AbstractClindamycin is the only member of the lincosamide class of antibiotics currently used in the clinic. It is used to treat Gram-positive infections, including infections caused by methicillin-resistant S. aureus (MRSA). However, its medical use has decreased since it was first introduced in the clinic in 1970 because of 3 major reasons: 1) it can promote C. difficile infections, which can lead to life-threatening colitis, 2) its spectrum of activity covers only Gram-positive pathogens, and 3) the levels of antibacterial resistance are rising. To address these shortcomings, the Myers laboratory started a research program that focuses on the development of fully synthetic, next-generation lincosamide antibiotics.
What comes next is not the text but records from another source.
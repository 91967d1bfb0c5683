use std::{
    sync::atomic::{AtomicU64, Ordering},
    time::Duration,
};

use log::{debug, error};
use reqwest::{
    header::{ACCEPT, CONTENT_TYPE},
    StatusCode,
};
use serde::de::DeserializeOwned;
use serde_json::{json, Value};
use telemetry_core::{validator::BlockProductionTable, ErrorKind};
use thiserror::Error;

use crate::rpc_types::{
    RpcClusterNode, RpcEpochInfo, RpcEpochSchedule, RpcInflationRate, RpcInflationReward,
    RpcResponse, RpcSupply, RpcVoteAccounts,
};

/// Failures of a single JSON-RPC request.
#[derive(Debug, Error)]
pub enum RpcError {
    #[error("request timed out")]
    Timeout,

    #[error("transport error: {0}")]
    Transport(#[source] reqwest::Error),

    #[error("unexpected HTTP status {status}: {body}")]
    HttpStatus { status: u16, body: String },

    #[error("unexpected content type `{content_type}`: {body}")]
    UnexpectedContentType { content_type: String, body: String },

    #[error("response is not valid JSON: {source}")]
    InvalidJson {
        #[source]
        source: serde_json::Error,
        body: String,
    },

    #[error("remote error {code:?}: {message}")]
    Remote { code: Option<i64>, message: String },

    #[error("malformed `{method}` response: {reason}")]
    MalformedResponse { method: String, reason: String },
}

impl RpcError {
    pub fn kind(&self) -> ErrorKind {
        match self {
            RpcError::Timeout | RpcError::Transport(_) | RpcError::HttpStatus { .. } => {
                ErrorKind::UpstreamUnavailable
            }
            RpcError::UnexpectedContentType { .. }
            | RpcError::InvalidJson { .. }
            | RpcError::MalformedResponse { .. } => ErrorKind::UpstreamMalformed,
            RpcError::Remote { .. } => ErrorKind::UpstreamRemoteError,
        }
    }

    fn from_transport(e: reqwest::Error) -> Self {
        if e.is_timeout() {
            RpcError::Timeout
        } else {
            RpcError::Transport(e)
        }
    }

    fn malformed(method: &str, reason: impl ToString) -> Self {
        RpcError::MalformedResponse {
            method: method.to_string(),
            reason: reason.to_string(),
        }
    }
}

pub type Result<T> = std::result::Result<T, RpcError>;

/// JSON-RPC 2.0 client for the chain node.
///
/// Every response is checked for an HTTP 200 status, a JSON content type, a parseable
/// body, the absence of an `error` object and the presence of `result`. Failures are
/// returned as [`RpcError`]; nothing is retried here, the refresh loop owns retry policy.
pub struct RpcClient {
    url: String,
    http: reqwest::Client,
    next_id: AtomicU64,
}

impl RpcClient {
    /// Per-request timeout applied when none is given.
    pub const DEFAULT_TIMEOUT: Duration = Duration::from_secs(10);

    /// Block production window requested from the node.
    pub const BLOCK_PRODUCTION_LIMIT: u64 = 150;

    /// `getInflationReward` accepts a bounded address list; larger sets are split.
    pub const MAX_INFLATION_REWARD_ADDRESSES: usize = 100;

    /// How much of an unexpected body is kept for error messages.
    const BODY_PREVIEW_LEN: usize = 200;

    pub fn new(url: impl Into<String>) -> Result<Self> {
        Self::new_with_timeout(url, Self::DEFAULT_TIMEOUT)
    }

    pub fn new_with_timeout(url: impl Into<String>, timeout: Duration) -> Result<Self> {
        let http = reqwest::Client::builder()
            .timeout(timeout)
            .build()
            .map_err(RpcError::Transport)?;
        Ok(RpcClient {
            url: url.into(),
            http,
            next_id: AtomicU64::new(1),
        })
    }

    /// Sends one JSON-RPC request and returns its `result`.
    ///
    /// # Arguments
    /// * `method` - JSON-RPC method name, e.g. `getVoteAccounts`
    /// * `params` - Positional parameters array
    pub async fn call(&self, method: &str, params: Value) -> Result<Value> {
        let id = self.next_id.fetch_add(1, Ordering::Relaxed);
        let request = json!({
            "jsonrpc": "2.0",
            "id": id,
            "method": method,
            "params": params,
        });
        debug!("rpc request {method} (id {id}) to {}", self.url);

        let response = self
            .http
            .post(&self.url)
            .header(ACCEPT, "application/json")
            .json(&request)
            .send()
            .await
            .map_err(RpcError::from_transport)?;

        let status = response.status();
        let content_type = response
            .headers()
            .get(CONTENT_TYPE)
            .and_then(|v| v.to_str().ok())
            .unwrap_or_default()
            .to_string();
        let body = response.bytes().await.map_err(RpcError::from_transport)?;

        if status != StatusCode::OK {
            error!("rpc {method} returned status {status}");
            return Err(RpcError::HttpStatus {
                status: status.as_u16(),
                body: preview(&body),
            });
        }

        if !content_type.to_ascii_lowercase().contains("json") {
            error!("rpc {method} returned content type `{content_type}`");
            return Err(RpcError::UnexpectedContentType {
                content_type,
                body: preview(&body),
            });
        }

        let mut payload: Value =
            serde_json::from_slice(&body).map_err(|source| RpcError::InvalidJson {
                source,
                body: preview(&body),
            })?;

        if let Some(error) = payload.get("error") {
            let code = error.get("code").and_then(Value::as_i64);
            let message = error
                .get("message")
                .and_then(Value::as_str)
                .map(str::to_string)
                .unwrap_or_else(|| error.to_string());
            error!("rpc {method} failed remotely: {message}");
            return Err(RpcError::Remote { code, message });
        }

        payload
            .get_mut("result")
            .map(Value::take)
            .ok_or_else(|| RpcError::malformed(method, "missing `result`"))
    }

    async fn call_typed<T: DeserializeOwned>(&self, method: &str, params: Value) -> Result<T> {
        let result = self.call(method, params).await?;
        serde_json::from_value(result).map_err(|e| RpcError::malformed(method, e))
    }

    pub async fn get_vote_accounts(&self) -> Result<RpcVoteAccounts> {
        self.call_typed("getVoteAccounts", json!([{ "commitment": "confirmed" }]))
            .await
    }

    /// Leader slots and produced blocks per identity over the recent window.
    pub async fn get_block_production(&self) -> Result<BlockProductionTable> {
        const METHOD: &str = "getBlockProduction";
        let result = self
            .call(
                METHOD,
                json!([{ "startSlot": 0, "limit": Self::BLOCK_PRODUCTION_LIMIT }]),
            )
            .await?;
        let by_identity = result
            .pointer("/value/byIdentity")
            .ok_or_else(|| RpcError::malformed(METHOD, "missing `value.byIdentity`"))?;
        Ok(BlockProductionTable::from_by_identity(by_identity))
    }

    pub async fn get_cluster_nodes(&self) -> Result<Vec<RpcClusterNode>> {
        self.call_typed("getClusterNodes", json!([])).await
    }

    pub async fn get_epoch_info(&self) -> Result<RpcEpochInfo> {
        self.call_typed("getEpochInfo", json!([])).await
    }

    pub async fn get_epoch_schedule(&self) -> Result<RpcEpochSchedule> {
        self.call_typed("getEpochSchedule", json!([])).await
    }

    pub async fn get_inflation_rate(&self) -> Result<RpcInflationRate> {
        self.call_typed("getInflationRate", json!([])).await
    }

    /// Total supply in lamports at finalized commitment.
    pub async fn get_supply(&self) -> Result<u64> {
        let response: RpcResponse<RpcSupply> = self
            .call_typed("getSupply", json!([{ "commitment": "finalized" }]))
            .await?;
        Ok(response.value.total)
    }

    /// Inflation rewards credited to each address for `epoch`.
    ///
    /// The returned vector is aligned with `addresses`; addresses that earned nothing
    /// are `None`. Requests are split into batches of
    /// [`Self::MAX_INFLATION_REWARD_ADDRESSES`] and sent one after another.
    pub async fn get_inflation_reward(
        &self,
        addresses: &[String],
        epoch: u64,
        min_context_slot: Option<u64>,
    ) -> Result<Vec<Option<RpcInflationReward>>> {
        let mut config = json!({ "epoch": epoch, "commitment": "finalized" });
        if let Some(slot) = min_context_slot {
            config["minContextSlot"] = json!(slot);
        }

        let mut rewards = Vec::with_capacity(addresses.len());
        for batch in addresses.chunks(Self::MAX_INFLATION_REWARD_ADDRESSES) {
            let batch_rewards: Vec<Option<RpcInflationReward>> = self
                .call_typed("getInflationReward", json!([batch, config]))
                .await?;
            if batch_rewards.len() != batch.len() {
                return Err(RpcError::malformed(
                    "getInflationReward",
                    format!(
                        "expected {} entries, got {}",
                        batch.len(),
                        batch_rewards.len()
                    ),
                ));
            }
            rewards.extend(batch_rewards);
        }
        Ok(rewards)
    }

    /// Submits a base64-encoded, already signed transaction and returns its signature.
    pub async fn send_transaction(&self, encoded_transaction: &str) -> Result<String> {
        self.call_typed(
            "sendTransaction",
            json!([encoded_transaction, { "encoding": "base64" }]),
        )
        .await
    }
}

fn preview(body: &[u8]) -> String {
    String::from_utf8_lossy(body)
        .chars()
        .take(RpcClient::BODY_PREVIEW_LEN)
        .collect()
}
Ten years before us, Vicuron, a pharmaceutical company, had a medicinal chemistry program for lincosamides, and one of their most important findings was that analogs containing an azepane amino acid moiety are active against the Gram-negative pathogen H. influenzae. Using this discovery as a starting point, my doctoral research focused on designing and synthesizing lincosamide analogs containing azepane amino acid derivatives, with the goal of expanding the spectrum of activity of lincosamides to include Gram-negative pathogens. Three synthetic routes for the construction of azepane derivatives are presented in this dissertation. The first route starts from the commercially available amino acid, L-allylglycine (2.1), and employs an ene-yne metathesis reaction as key step, which leaves a two-carbon handle used for further diversification (2.15). The second route also starts from L-allylglycine but targets a vinylsilane (4.4) and a triflate (4.6) as diversifiable intermediates in order to rigidify the analogs. The third route starts from a different commercially available amino acid derivative (4.19), used in an alternative strategy to access a more rigid azepane scaffold. These three routes allowed me to synthesize 115 analogs. Many of them show antibacterial activity and several of them show potency against the Gram-negative pathogens E. coli, K. pneumoniae and H. influenzae, thus achieving the goal set at the beginning of this project.